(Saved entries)

---------------

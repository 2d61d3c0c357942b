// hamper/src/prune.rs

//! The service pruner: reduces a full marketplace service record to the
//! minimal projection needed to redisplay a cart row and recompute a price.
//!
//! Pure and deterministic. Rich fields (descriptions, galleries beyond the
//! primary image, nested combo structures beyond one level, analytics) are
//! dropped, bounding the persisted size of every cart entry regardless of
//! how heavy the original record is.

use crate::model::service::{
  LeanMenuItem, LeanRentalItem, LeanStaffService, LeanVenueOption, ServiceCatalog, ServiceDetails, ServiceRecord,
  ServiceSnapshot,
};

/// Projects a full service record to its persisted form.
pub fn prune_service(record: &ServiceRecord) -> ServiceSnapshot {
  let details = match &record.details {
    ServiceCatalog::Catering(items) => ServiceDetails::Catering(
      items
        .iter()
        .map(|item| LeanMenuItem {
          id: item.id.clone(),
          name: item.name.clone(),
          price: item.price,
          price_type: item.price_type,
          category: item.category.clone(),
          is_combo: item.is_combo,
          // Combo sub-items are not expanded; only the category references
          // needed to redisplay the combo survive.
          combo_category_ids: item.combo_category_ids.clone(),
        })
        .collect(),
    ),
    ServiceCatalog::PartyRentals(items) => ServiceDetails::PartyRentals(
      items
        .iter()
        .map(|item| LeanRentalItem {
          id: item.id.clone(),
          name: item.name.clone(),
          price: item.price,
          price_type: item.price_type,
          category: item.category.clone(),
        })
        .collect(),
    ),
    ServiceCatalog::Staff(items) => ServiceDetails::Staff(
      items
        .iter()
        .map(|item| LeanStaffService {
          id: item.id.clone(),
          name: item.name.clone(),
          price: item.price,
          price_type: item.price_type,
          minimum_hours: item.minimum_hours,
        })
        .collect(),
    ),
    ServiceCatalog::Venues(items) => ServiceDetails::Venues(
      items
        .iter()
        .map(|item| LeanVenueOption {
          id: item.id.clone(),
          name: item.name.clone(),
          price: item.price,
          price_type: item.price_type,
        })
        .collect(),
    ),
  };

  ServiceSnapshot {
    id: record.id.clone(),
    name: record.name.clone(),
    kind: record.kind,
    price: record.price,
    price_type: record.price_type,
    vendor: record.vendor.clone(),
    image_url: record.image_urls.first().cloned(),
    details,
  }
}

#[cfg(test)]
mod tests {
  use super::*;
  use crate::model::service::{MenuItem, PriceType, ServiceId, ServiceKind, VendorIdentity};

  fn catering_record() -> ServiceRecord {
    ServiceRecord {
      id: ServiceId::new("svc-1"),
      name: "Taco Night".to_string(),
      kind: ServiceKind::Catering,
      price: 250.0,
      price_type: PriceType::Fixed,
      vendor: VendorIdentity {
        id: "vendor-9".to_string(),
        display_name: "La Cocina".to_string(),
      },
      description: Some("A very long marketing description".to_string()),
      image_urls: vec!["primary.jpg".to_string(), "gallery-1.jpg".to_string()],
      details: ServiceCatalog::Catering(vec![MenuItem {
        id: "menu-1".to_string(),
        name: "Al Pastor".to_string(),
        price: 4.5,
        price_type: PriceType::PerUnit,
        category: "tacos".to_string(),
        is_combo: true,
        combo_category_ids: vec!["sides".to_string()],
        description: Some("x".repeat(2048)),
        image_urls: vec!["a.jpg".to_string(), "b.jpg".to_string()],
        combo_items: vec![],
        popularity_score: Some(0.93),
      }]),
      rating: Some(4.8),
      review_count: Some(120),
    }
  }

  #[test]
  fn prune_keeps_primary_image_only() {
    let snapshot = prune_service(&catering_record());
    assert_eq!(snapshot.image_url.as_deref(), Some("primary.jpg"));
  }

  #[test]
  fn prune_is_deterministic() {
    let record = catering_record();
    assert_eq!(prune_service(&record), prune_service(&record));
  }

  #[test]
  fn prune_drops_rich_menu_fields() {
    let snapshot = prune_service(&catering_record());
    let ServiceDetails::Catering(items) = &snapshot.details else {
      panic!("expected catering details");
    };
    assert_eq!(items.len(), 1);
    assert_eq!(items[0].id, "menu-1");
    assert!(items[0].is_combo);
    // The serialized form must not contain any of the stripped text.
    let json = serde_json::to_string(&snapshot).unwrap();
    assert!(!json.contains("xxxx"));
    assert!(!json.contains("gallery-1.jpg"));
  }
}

---------------

Where a line in the entries holds "model", copy that line.

SOLUTION TO THE EXERCISE ->
use crate::model::service::{
  use crate::model::service::{MenuItem, PriceType, ServiceId, ServiceKind, VendorIdentity};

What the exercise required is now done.